Having pride in your work, your children, your accomplishments are all great things. You should be proud of that. Have you put a lot of effort into creating these things? Yeah, you have. And guess what? They are absolutely fantastic. 

But more importantly, have pride in yourself. Have pride in how much you've grown. How much you've learned. Have pride in how much good you've taught. How good you feel today, at this moment. Let it shine through, let the world see it. Have pride in your success, as well as your failures. Both have been lessons.

The biggest problem I've had with pride, is in my pride of being independent. I am very independent, even though I feel needy as hell sometimes. For example, I need a hella pep talk today, I really do. I'm a mess, a sobbing heap of tears, remorse and regret. I'm self shaming to no end, asking myself why I didn't see things more clearly earlier. I need a pep talk so bad, it actually hurts.

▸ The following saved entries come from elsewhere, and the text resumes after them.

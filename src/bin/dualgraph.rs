//! CLI entry point for the `dualgraph` command-line tool.

use std::path::PathBuf;
use std::process;

use clap::{Args, Parser, Subcommand};

use dualgraph::cli::{commands, GraphSpec, Representation};
use dualgraph::graph::TraversalOrder;
use dualgraph::render::RenderConfig;
use dualgraph::types::{Directedness, GraphError, GraphResult};

#[derive(Parser)]
#[command(
    name = "dualgraph",
    about = "dualgraph CLI — adjacency-list and adjacency-matrix graphs"
)]
struct Cli {
    /// Output format: "text" (default) or "json"
    #[arg(long, default_value = "text", global = true)]
    format: String,

    /// Enable debug logging
    #[arg(long, global = true)]
    verbose: bool,

    #[command(subcommand)]
    command: Commands,
}

/// Inline graph description shared by every graph command.
#[derive(Args)]
struct GraphArgs {
    /// Representation: list or matrix
    #[arg(long, default_value = "list")]
    repr: String,
    /// Build a directed graph
    #[arg(long)]
    directed: bool,
    /// Comma-separated vertex names
    #[arg(long, default_value = "")]
    vertices: String,
    /// Comma-separated edges: from-to or from-to:weight
    #[arg(long, default_value = "")]
    edges: String,
}

impl GraphArgs {
    fn spec(&self) -> GraphResult<GraphSpec> {
        let repr = Representation::from_name(&self.repr)
            .ok_or_else(|| GraphError::InvalidInput(format!("unknown representation: {}", self.repr)))?;
        GraphSpec::parse(
            repr,
            Directedness::from_directed(self.directed),
            &self.vertices,
            &self.edges,
        )
    }
}

#[derive(Subcommand)]
enum Commands {
    /// Build the five-vertex sample graph and print both traversals
    Demo,
    /// List neighbors of one vertex, or of every vertex
    Neighbors {
        #[command(flatten)]
        graph: GraphArgs,
        /// Only this vertex
        #[arg(long)]
        vertex: Option<String>,
    },
    /// Depth-first or breadth-first traversal from a start vertex
    Traverse {
        #[command(flatten)]
        graph: GraphArgs,
        /// Start vertex
        #[arg(long)]
        start: String,
        /// Order: dfs or bfs
        #[arg(long, default_value = "dfs")]
        order: String,
    },
    /// Check for a cycle from a start vertex, or across the whole graph
    Cycle {
        #[command(flatten)]
        graph: GraphArgs,
        /// Start vertex (omit to check every component)
        #[arg(long)]
        start: Option<String>,
    },
    /// Print the graph in Graphviz DOT format
    Dot {
        #[command(flatten)]
        graph: GraphArgs,
        /// Allow parallel edges in the output
        #[arg(long)]
        non_strict: bool,
    },
    /// Render the graph to an image with Graphviz
    Render {
        #[command(flatten)]
        graph: GraphArgs,
        /// Output name; `.dot` and the --image-format extension are appended
        #[arg(long, default_value = "export_graph")]
        output: PathBuf,
        /// Graphviz output format
        #[arg(long)]
        image_format: Option<String>,
        /// Graphviz binary (defaults to $DUALGRAPH_DOT, then `dot`)
        #[arg(long)]
        dot: Option<String>,
    },
}

fn main() {
    let cli = Cli::parse();
    let json = cli.format == "json";

    if cli.verbose {
        env_logger::Builder::new()
            .filter_level(log::LevelFilter::Debug)
            .init();
    } else {
        env_logger::init();
    }

    let result = match cli.command {
        Commands::Demo => commands::cmd_demo(json),
        Commands::Neighbors { graph, vertex } => graph
            .spec()
            .and_then(|spec| commands::cmd_neighbors(&spec, vertex.as_deref(), json)),
        Commands::Traverse {
            graph,
            start,
            order,
        } => {
            let order = match TraversalOrder::from_name(&order) {
                Some(o) => o,
                None => {
                    eprintln!("Invalid traversal order: {}", order);
                    process::exit(3);
                }
            };
            graph
                .spec()
                .and_then(|spec| commands::cmd_traverse(&spec, &start, order, json))
        }
        Commands::Cycle { graph, start } => graph
            .spec()
            .and_then(|spec| commands::cmd_cycle(&spec, start.as_deref(), json)),
        Commands::Dot { graph, non_strict } => graph
            .spec()
            .and_then(|spec| commands::cmd_dot(&spec, !non_strict)),
        Commands::Render {
            graph,
            output,
            image_format,
            dot,
        } => {
            let config = RenderConfig::resolve(image_format.as_deref(), dot.as_deref());
            graph
                .spec()
                .and_then(|spec| commands::cmd_render(&spec, &output, &config, json))
        }
    };

    if let Err(e) = result {
        eprintln!("Error: {}", e);
        let code = match &e {
            GraphError::Io(_) => 1,
            GraphError::Render(_) => 2,
            GraphError::InvalidInput(_) => 3,
            GraphError::DuplicateVertex(_)
            | GraphError::UnknownVertex(_)
            | GraphError::EdgeNotFound { .. }
            | GraphError::IndexOutOfRange { .. } => 4,
        };
        process::exit(code);
    }
}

But I have too much pride to ask for help. I'm too strong for that, I keep telling myself. I'm too independent for that. I can't let anyone see me cry, I'm too proud for that. 

Having pride is a great thing, but it's knowing where to draw the line that so many of us have problems with. Asking for help is a big one. I have reasons for having my pride in my independence. Mostly, they relate to asking for help, and not getting it. Flat out being told no. Or being told yes, reassured that someone has my back, and then them just ... not.

Pride has been as much of a help as it has been a hinderance. It has gotten me out of tough situations, but it has also made some situations more difficult than they need to be. It has propelled me forward just as much as it has held me back. Essentially, pride is why I've not truly moved forward in my life. One step forward, one step back.

Pride is what is keeping me where I am.